AAFP, American Academy of Family Physicians; AAP, American Academy of Pediatrics; ACIP, Advisory Committee on Immunization Practices; AMA, American Medical Association; CDC, Centers for Disease Control and Prevention; FDA, Food and Drug Administration; IAC, Immunization Action Coalition; MMWR, Morbidity and Mortality Weekly Report; NCIRD, National Center for Immunization and Respiratory Diseases; NIVS, National Influenza Vaccine Summit; VIS, Vaccine Information Statement; VPD, vaccine-preventable disease; WHO, World Health Organization.
Issue 891: October 1, 2010
1.  Golden oldies edition: Read the most common questions sent to "Ask the Experts"

Many readers of Needle Tips and Vaccinate Adults consistently rank "Ask the Experts" as their favorite feature in these publications. As a thank-you to our loyal IAC Express readers, we periodically publish Extra Editions with "Ask the Experts" Q&As answered by CDC experts.

IAC thanks William L. Atkinson, MD, MPH, and Andrew T. Kroger, MD, MPH, medical epidemiologists at the National Center for Immunization and Respiratory Diseases, CDC, for agreeing to answer the following questions.

Usually we publish "Ask the Experts" Q&As about cutting-edge topics, featuring questions that arise with new vaccine licensures and recommendations. In this "golden oldies" edition, however, we have collected vaccination questions most commonly asked by healthcare professionals. Although the topics are not new, they continue to be a source of confusion as evidenced by the calls and emails to IAC.

We encourage you to reprint any of these Q&As in your own newsletters. Please credit the Immunization Action Coalition and the Centers for Disease Control and Prevention. Information about IAC's preferred citation style can be found at http://www.immunize.org/citeiac

You can access more "Ask the Experts" Q&As in our online archive at http://www.immunize.org/askexperts

Editor's note: Information about submitting a question to "Ask the Experts" is provided at the end of this Extra Edition.

Q: Is it necessary to start a vaccine series over if a patient doesn't come back for a dose at the recommended time, even if there's been a year or more delay?

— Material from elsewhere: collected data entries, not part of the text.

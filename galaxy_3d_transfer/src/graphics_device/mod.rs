/// Graphics device module - device interface and buffer/memory types

pub mod graphics_device;
pub mod buffer;

pub use graphics_device::*;
pub use buffer::*;

// Mock graphics device for tests (no GPU required)
#[cfg(test)]
pub mod mock_graphics_device;
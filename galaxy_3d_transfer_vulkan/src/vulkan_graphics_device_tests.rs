//! Unit tests for the Vulkan conversion helpers
//!
//! These run without a GPU. Device-level behavior is covered by the
//! ignored tests in tests/vulkan_transfer_tests.rs.

use super::*;

#[test]
fn test_buffer_usage_conversion() {
    let usage = to_vk_buffer_usage(BufferUsageFlags::TRANSFER_SRC | BufferUsageFlags::STORAGE);
    assert_eq!(usage, vk::BufferUsageFlags::TRANSFER_SRC | vk::BufferUsageFlags::STORAGE_BUFFER);

    assert_eq!(to_vk_buffer_usage(BufferUsageFlags::TRANSFER_DST), vk::BufferUsageFlags::TRANSFER_DST);
    assert_eq!(to_vk_buffer_usage(BufferUsageFlags::UNIFORM), vk::BufferUsageFlags::UNIFORM_BUFFER);
    assert_eq!(
        to_vk_buffer_usage(BufferUsageFlags::INDEX | BufferUsageFlags::VERTEX),
        vk::BufferUsageFlags::INDEX_BUFFER | vk::BufferUsageFlags::VERTEX_BUFFER
    );
    assert!(to_vk_buffer_usage(BufferUsageFlags::empty()).is_empty());
}

#[test]
fn test_memory_property_conversion() {
    let flags = from_vk_memory_properties(
        vk::MemoryPropertyFlags::HOST_VISIBLE | vk::MemoryPropertyFlags::HOST_COHERENT,
    );
    assert_eq!(flags, MemoryPropertyFlags::HOST_VISIBLE | MemoryPropertyFlags::HOST_COHERENT);

    let flags = from_vk_memory_properties(
        vk::MemoryPropertyFlags::DEVICE_LOCAL | vk::MemoryPropertyFlags::LAZILY_ALLOCATED,
    );
    assert_eq!(flags, MemoryPropertyFlags::DEVICE_LOCAL);

    assert_eq!(
        from_vk_memory_properties(vk::MemoryPropertyFlags::HOST_VISIBLE | vk::MemoryPropertyFlags::HOST_CACHED),
        MemoryPropertyFlags::HOST_VISIBLE | MemoryPropertyFlags::HOST_CACHED
    );
}

#[test]
fn test_align_to_atom_widens_range() {
    // [10, 30) with 64-byte atoms becomes [0, 64)
    assert_eq!(align_to_atom(10, 20, 64, 4096), (0, 64));
    // [100, 200) becomes [64, 256)
    assert_eq!(align_to_atom(100, 100, 64, 4096), (64, 192));
    // Already aligned
    assert_eq!(align_to_atom(128, 64, 64, 4096), (128, 64));
}

#[test]
fn test_align_to_atom_clamps_to_block() {
    // Block of 100 bytes: end would round to 128
    assert_eq!(align_to_atom(70, 30, 64, 100), (64, 36));
    assert_eq!(align_to_atom(0, 100, 64, 100), (0, 100));
}

#[test]
fn test_align_to_atom_unit_atom_is_identity() {
    assert_eq!(align_to_atom(13, 7, 1, 4096), (13, 7));
}

#[test]
fn test_allocation_size_rounds_non_coherent_only() {
    let non_coherent = MemoryPropertyFlags::HOST_VISIBLE | MemoryPropertyFlags::HOST_CACHED;
    assert_eq!(allocation_size(100, non_coherent, 64), 128);
    assert_eq!(allocation_size(128, non_coherent, 64), 128);

    let coherent = MemoryPropertyFlags::HOST_VISIBLE | MemoryPropertyFlags::HOST_COHERENT;
    assert_eq!(allocation_size(100, coherent, 64), 100);
    assert_eq!(allocation_size(100, MemoryPropertyFlags::DEVICE_LOCAL, 64), 100);
}

#[test]
fn test_timeout_conversion() {
    assert_eq!(timeout_ns(None), u64::MAX);
    assert_eq!(timeout_ns(Some(Duration::from_millis(5))), 5_000_000);
    assert_eq!(timeout_ns(Some(Duration::MAX)), u64::MAX);
}

#[test]
fn test_allocation_error_mapping() {
    assert!(matches!(
        allocation_error("vkAllocateMemory", vk::Result::ERROR_OUT_OF_DEVICE_MEMORY),
        Error::OutOfMemory
    ));
    assert!(matches!(
        allocation_error("vkAllocateMemory", vk::Result::ERROR_OUT_OF_HOST_MEMORY),
        Error::OutOfMemory
    ));
    assert!(matches!(
        allocation_error("vkBindBufferMemory", vk::Result::ERROR_INVALID_EXTERNAL_HANDLE),
        Error::AllocationFailed(ref m) if m.starts_with("vkBindBufferMemory failed")
    ));
}

#[test]
fn test_device_is_send_sync() {
    fn assert_send_sync<T: Send + Sync>() {}
    assert_send_sync::<VulkanGraphicsDevice>();
}

#[test]
fn test_device_creation_succeeds_or_reports_initialization_failure() {
    // Without a Vulkan driver the context unwinds whatever it created so far
    let config = Config { enable_validation: false, ..Config::default() };
    match VulkanGraphicsDevice::new(config) {
        Ok(device) => {
            assert!(!device.memory_types().is_empty());
            device.wait_idle().unwrap();
        }
        Err(e) => assert!(matches!(e, Error::InitializationFailed(_)), "unexpected error: {}", e),
    }
}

A: For routinely administered vaccines, there is no vaccine series that needs to be restarted because of an interval that is longer than recommended. In certain circumstances, oral typhoid vaccine (which is sometimes given for international travel) needs to be restarted if the vaccine series isn't completed within the recommended time frame.

Q: We gave a dose of vaccine too soon after the previous dose. When can we give the additional dose that will rectify this error?

A: The repeat dose should be spaced after the invalid dose by an interval at least equal to the recommended minimum interval. You can find the table of minimum intervals and ages for routinely given vaccines here: http://www.cdc.gov/vaccines/pubs/pinkbook/downloads/appendices/A/age-interval-table.pdf

Q: Which vaccines can be given simultaneously?

A: All vaccines used for routine vaccination in the United States can be given simultaneously (i.e., at the same visit, not in the same syringe).

If two live vaccines are not given simultaneously, you must wait at least 4 weeks before administering the second live vaccine.

Inactivated vaccines can be given at any time before or after each other and/or live vaccines.

Q: What vaccines are safe to give to a breastfeeding mother?

A: Women who are breastfeeding can receive all routine vaccines, including live vaccines. The only vaccine that should not be given to breastfeeding women is smallpox.

Q: Do you need to aspirate before vaccinating?

A: No. ACIP guidance does not recommend aspirating (pulling back on the syringe plunger once the needle is in the arm before injecting, to see if you get blood return) when administering vaccines. No data exist to justify the need for this practice. IM injections are not given in areas where large vessels are present. Given the size of the needle and the angle at which you inject the vaccine, it would be very difficult to administer the vaccine intravenously.

Q: Is it necessary to wear gloves when we administer vaccinations?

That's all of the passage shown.